▶ _TASK INSTRUCTIONS_: In the material below, find every line containing "crosses" and copy that line.

▶ _DATA LISTING_:
*** Block opens ***

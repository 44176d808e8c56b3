// Copyright (c) 2025 Felix Kahle.
//
// Permission is hereby granted, free of charge, to any person obtaining
// a copy of this software and associated documentation files (the
// "Software"), to deal in the Software without restriction, including
// without limitation the rights to use, copy, modify, merge, publish,
// distribute, sublicense, and/or sell copies of the Software, and to
// permit persons to whom the Software is furnished to do so, subject to
// the following conditions:
//
// The above copyright notice and this permission notice shall be
// included in all copies or substantial portions of the Software.
//
// THE SOFTWARE IS PROVIDED "AS IS", WITHOUT WARRANTY OF ANY KIND,
// EXPRESS OR IMPLIED, INCLUDING BUT NOT LIMITED TO THE WARRANTIES OF
// MERCHANTABILITY, FITNESS FOR A PARTICULAR PURPOSE AND
// NONINFRINGEMENT. IN NO EVENT SHALL THE AUTHORS OR COPYRIGHT HOLDERS BE
// LIABLE FOR ANY CLAIM, DAMAGES OR OTHER LIABILITY, WHETHER IN AN ACTION
// OF CONTRACT, TORT OR OTHERWISE, ARISING FROM, OUT OF OR IN CONNECTION
// WITH THE SOFTWARE OR THE USE OR OTHER DEALINGS IN THE SOFTWARE.

//! # Transition Generator
//!
//! Enumerates the legal successor states of a `CrossingState` together
//! with the move producing each of them. `Successors` is a lazy
//! iterator: nothing is materialized up front, and a fresh iterator
//! recomputes the enumeration from the origin state (no hidden state
//! survives between calls).
//!
//! ## Rules
//!
//! - Resource on the source side: every subset of the source-side
//!   agents of size `1..=capacity` crosses forward; the resource
//!   crosses with it.
//! - Resource on the destination side: every subset of the
//!   destination-side agents of size `1..=capacity - 1` returns; one
//!   seat fewer, because the resource never moves alone and a
//!   full-capacity return would undo an entire forward crossing.
//!
//! Enumerating all subset sizes up to capacity generalizes the classic
//! "two forward, one back" rule while preserving it as the special case
//! `capacity = 2`.
//!
//! ## Determinism
//!
//! Batches are produced with subset sizes ascending and in
//! lexicographic agent order within a size. The engine's tie-breaking
//! (and therefore reproducible plans) rests on this order.
//!
//! ## Usage
//!
//! ```rust
//! use causeway_model::{model::CrossingModelBuilder, state::CrossingState};
//! use causeway_search::expand::Successors;
//!
//! let model = CrossingModelBuilder::<i64>::new(3).build();
//! let state = CrossingState::initial(3);
//!
//! // Three singletons and three pairs cross forward.
//! assert_eq!(Successors::new(&model, &state).count(), 6);
//! ```

use causeway_model::{
    index::AgentIndex,
    model::CrossingModel,
    plan::{Direction, Move, MoveBatch},
    state::{CrossingState, Side},
};
use num_traits::{PrimInt, Signed};
use smallvec::SmallVec;
use std::iter::FusedIterator;

/// A lazy iterator over the legal `(next_state, move)` pairs of one
/// origin state.
#[derive(Debug, Clone)]
pub struct Successors<'a, T>
where
    T: PrimInt + Signed,
{
    model: &'a CrossingModel<T>,
    origin: &'a CrossingState,
    direction: Direction,
    /// Agents on the moving side, in ascending index order.
    pool: Vec<AgentIndex>,
    /// The largest admissible batch size for this direction, clamped to
    /// the pool size.
    max_batch_size: usize,
    /// Positions into `pool` forming the next batch to emit.
    positions: SmallVec<[usize; 8]>,
    exhausted: bool,
}

impl<'a, T> Successors<'a, T>
where
    T: PrimInt + Signed,
{
    /// Creates a new successor iterator for the given origin state.
    pub fn new(model: &'a CrossingModel<T>, origin: &'a CrossingState) -> Self {
        debug_assert_eq!(
            model.num_agents(),
            origin.num_agents(),
            "called `Successors::new` with a state of {} agents against a model of {}",
            origin.num_agents(),
            model.num_agents()
        );

        let direction = match origin.resource_side() {
            Side::Source => Direction::Forward,
            Side::Dest => Direction::Return,
        };
        let pool: Vec<AgentIndex> = match direction {
            Direction::Forward => origin.source_agents().collect(),
            Direction::Return => origin.dest_agents().collect(),
        };
        let direction_capacity = match direction {
            Direction::Forward => model.capacity(),
            Direction::Return => model.capacity().saturating_sub(1),
        };
        let max_batch_size = direction_capacity.min(pool.len());

        let mut positions = SmallVec::new();
        positions.push(0);

        Self {
            model,
            origin,
            direction,
            pool,
            exhausted: max_batch_size == 0,
            max_batch_size,
            positions,
        }
    }

    /// Returns the direction every emitted move travels in.
    #[inline]
    pub fn direction(&self) -> Direction {
        self.direction
    }

    /// Advances `positions` to the next combination: lexicographic
    /// stepping within the current batch size, then the smallest
    /// combination of the next size.
    fn advance(&mut self) {
        let pool_len = self.pool.len();
        let size = self.positions.len();

        let mut cursor = size;
        while cursor > 0 {
            cursor -= 1;
            if self.positions[cursor] != cursor + pool_len - size {
                self.positions[cursor] += 1;
                for follower in cursor + 1..size {
                    self.positions[follower] = self.positions[follower - 1] + 1;
                }
                return;
            }
        }

        if size + 1 > self.max_batch_size {
            self.exhausted = true;
            return;
        }
        self.positions.clear();
        self.positions.extend(0..size + 1);
    }
}

impl<'a, T> Iterator for Successors<'a, T>
where
    T: PrimInt + Signed,
{
    type Item = (CrossingState, Move<T>);

    fn next(&mut self) -> Option<Self::Item> {
        if self.exhausted {
            return None;
        }

        let batch: MoveBatch = self
            .positions
            .iter()
            .map(|&position| self.pool[position])
            .collect();
        let cost = self.model.batch_cost(&batch);
        let next_state = match self.direction {
            Direction::Forward => self.origin.after_forward(&batch),
            Direction::Return => self.origin.after_return(&batch),
        };
        let step = Move::new(batch, self.direction, cost);

        self.advance();
        Some((next_state, step))
    }
}

impl<'a, T> FusedIterator for Successors<'a, T> where T: PrimInt + Signed {}

#[cfg(test)]
mod tests {
    use super::*;
    use causeway_model::model::CrossingModelBuilder;

    type IntegerType = i64;

    fn ai(i: usize) -> AgentIndex {
        AgentIndex::new(i)
    }

    fn classic_model() -> CrossingModel<IntegerType> {
        let mut builder = CrossingModelBuilder::new(4);
        builder
            .set_agent_cost(ai(0), 1)
            .set_agent_cost(ai(1), 2)
            .set_agent_cost(ai(2), 5)
            .set_agent_cost(ai(3), 8);
        builder.build()
    }

    fn batches(model: &CrossingModel<IntegerType>, state: &CrossingState) -> Vec<Vec<usize>> {
        Successors::new(model, state)
            .map(|(_, step)| step.agents().iter().map(|a| a.get()).collect())
            .collect()
    }

    #[test]
    fn test_forward_enumeration_order_and_count() {
        let model = classic_model();
        let state = CrossingState::initial(4);

        // Sizes ascending, lexicographic within a size.
        assert_eq!(
            batches(&model, &state),
            vec![
                vec![0],
                vec![1],
                vec![2],
                vec![3],
                vec![0, 1],
                vec![0, 2],
                vec![0, 3],
                vec![1, 2],
                vec![1, 3],
                vec![2, 3],
            ]
        );
    }

    #[test]
    fn test_forward_moves_flip_the_resource_side() {
        let model = classic_model();
        let state = CrossingState::initial(4);

        for (next_state, step) in Successors::new(&model, &state) {
            assert_eq!(step.direction(), Direction::Forward);
            assert_eq!(next_state.resource_side(), Side::Dest);
            assert_eq!(next_state.num_on_source(), 4 - step.num_agents());
        }
    }

    #[test]
    fn test_return_batches_are_capped_one_below_capacity() {
        let mut builder = CrossingModelBuilder::<IntegerType>::new(4);
        builder.set_transfer_capacity(3);
        let model = builder.build();

        // Agents 0 and 1 already crossed; the resource sits on the
        // destination side.
        let state = CrossingState::initial(4).after_forward(&[ai(0), ai(1)]);

        // Return batches of size 1..=2 over the pool {0, 1}.
        assert_eq!(
            batches(&model, &state),
            vec![vec![0], vec![1], vec![0, 1]]
        );
        for (next_state, step) in Successors::new(&model, &state) {
            assert_eq!(step.direction(), Direction::Return);
            assert_eq!(next_state.resource_side(), Side::Source);
        }
    }

    #[test]
    fn test_move_cost_is_the_batch_maximum() {
        let model = classic_model();
        let state = CrossingState::initial(4);

        for (_, step) in Successors::new(&model, &state) {
            let expected = step
                .agents()
                .iter()
                .map(|&a| model.agent_cost(a))
                .max()
                .unwrap();
            assert_eq!(step.cost(), expected);
        }
    }

    #[test]
    fn test_capacity_larger_than_pool_is_clamped() {
        let mut builder = CrossingModelBuilder::<IntegerType>::new(3);
        builder.set_transfer_capacity(5);
        let model = builder.build();
        let state = CrossingState::initial(3);

        // All 2^3 - 1 non-empty subsets qualify.
        assert_eq!(Successors::new(&model, &state).count(), 7);
    }

    #[test]
    fn test_no_return_moves_under_capacity_one() {
        let mut builder = CrossingModelBuilder::<IntegerType>::new(2);
        builder.set_transfer_capacity(1);
        let model = builder.build();

        let crossed = CrossingState::initial(2).after_forward(&[ai(0)]);
        assert_eq!(Successors::new(&model, &crossed).count(), 0);
    }

    #[test]
    fn test_empty_source_side_yields_no_forward_moves() {
        let model = CrossingModelBuilder::<IntegerType>::new(0).build();
        let state = CrossingState::initial(0);
        assert_eq!(Successors::new(&model, &state).count(), 0);
    }

    #[test]
    fn test_enumeration_is_restartable() {
        let model = classic_model();
        let state = CrossingState::initial(4);

        let first: Vec<_> = Successors::new(&model, &state).collect();
        let second: Vec<_> = Successors::new(&model, &state).collect();
        assert_eq!(first, second);
    }
}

*** Block closes ***

▶ _ANSWER SECTION_:
//!   agents of size `1..=capacity` crosses forward; the resource
//!   crosses with it.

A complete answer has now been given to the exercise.